> **Input**:

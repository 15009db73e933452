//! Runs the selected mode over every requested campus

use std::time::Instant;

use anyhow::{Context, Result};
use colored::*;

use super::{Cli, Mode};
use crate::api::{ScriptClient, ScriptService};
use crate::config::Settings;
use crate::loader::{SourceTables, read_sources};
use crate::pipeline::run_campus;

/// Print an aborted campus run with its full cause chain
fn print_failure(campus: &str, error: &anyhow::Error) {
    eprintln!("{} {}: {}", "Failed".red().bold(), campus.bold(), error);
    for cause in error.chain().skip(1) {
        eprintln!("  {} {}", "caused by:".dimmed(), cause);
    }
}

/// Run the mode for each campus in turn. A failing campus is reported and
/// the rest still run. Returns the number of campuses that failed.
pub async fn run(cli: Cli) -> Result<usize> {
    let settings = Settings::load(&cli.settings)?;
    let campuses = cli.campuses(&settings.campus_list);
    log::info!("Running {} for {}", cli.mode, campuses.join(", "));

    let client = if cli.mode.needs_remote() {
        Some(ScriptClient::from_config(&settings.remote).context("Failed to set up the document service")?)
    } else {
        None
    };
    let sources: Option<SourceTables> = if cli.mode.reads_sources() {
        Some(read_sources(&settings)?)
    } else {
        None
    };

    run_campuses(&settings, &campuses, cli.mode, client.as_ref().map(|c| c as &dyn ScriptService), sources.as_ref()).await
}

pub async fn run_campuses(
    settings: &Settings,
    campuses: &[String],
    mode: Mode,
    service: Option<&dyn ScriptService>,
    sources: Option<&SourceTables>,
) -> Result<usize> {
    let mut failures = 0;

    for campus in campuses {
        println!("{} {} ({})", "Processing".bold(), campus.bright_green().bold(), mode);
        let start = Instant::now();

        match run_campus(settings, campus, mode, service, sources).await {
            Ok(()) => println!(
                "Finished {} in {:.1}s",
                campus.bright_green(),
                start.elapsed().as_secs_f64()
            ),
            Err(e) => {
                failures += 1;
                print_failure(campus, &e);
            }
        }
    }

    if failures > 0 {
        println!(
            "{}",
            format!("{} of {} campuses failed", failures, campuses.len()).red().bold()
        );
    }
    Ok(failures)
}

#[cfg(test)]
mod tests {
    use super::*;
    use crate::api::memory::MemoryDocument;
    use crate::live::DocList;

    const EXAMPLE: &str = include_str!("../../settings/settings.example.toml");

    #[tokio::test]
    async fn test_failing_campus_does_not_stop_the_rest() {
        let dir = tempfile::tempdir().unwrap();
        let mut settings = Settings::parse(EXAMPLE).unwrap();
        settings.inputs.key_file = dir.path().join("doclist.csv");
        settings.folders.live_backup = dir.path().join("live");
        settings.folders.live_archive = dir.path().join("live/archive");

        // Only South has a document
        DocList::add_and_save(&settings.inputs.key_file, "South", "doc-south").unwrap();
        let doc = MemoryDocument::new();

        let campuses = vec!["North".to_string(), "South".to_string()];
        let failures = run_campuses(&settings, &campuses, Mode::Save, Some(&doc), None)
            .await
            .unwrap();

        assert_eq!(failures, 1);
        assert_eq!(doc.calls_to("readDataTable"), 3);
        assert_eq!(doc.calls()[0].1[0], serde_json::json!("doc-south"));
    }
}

> **Task to carry out**:
An exact transcription of the lines from the start of the listing through the line bearing "for cause in" is the whole answer.

> **Answer for this exercise**:
repository 15009db73e933452
//! Runs the selected mode over every requested campus

use std::time::Instant;

use anyhow::{Context, Result};
use colored::*;

use super::{Cli, Mode};
use crate::api::{ScriptClient, ScriptService};
use crate::config::Settings;
use crate::loader::{SourceTables, read_sources};
use crate::pipeline::run_campus;

/// Print an aborted campus run with its full cause chain
fn print_failure(campus: &str, error: &anyhow::Error) {
    eprintln!("{} {}: {}", "Failed".red().bold(), campus.bold(), error);
    for cause in error.chain().skip(1) {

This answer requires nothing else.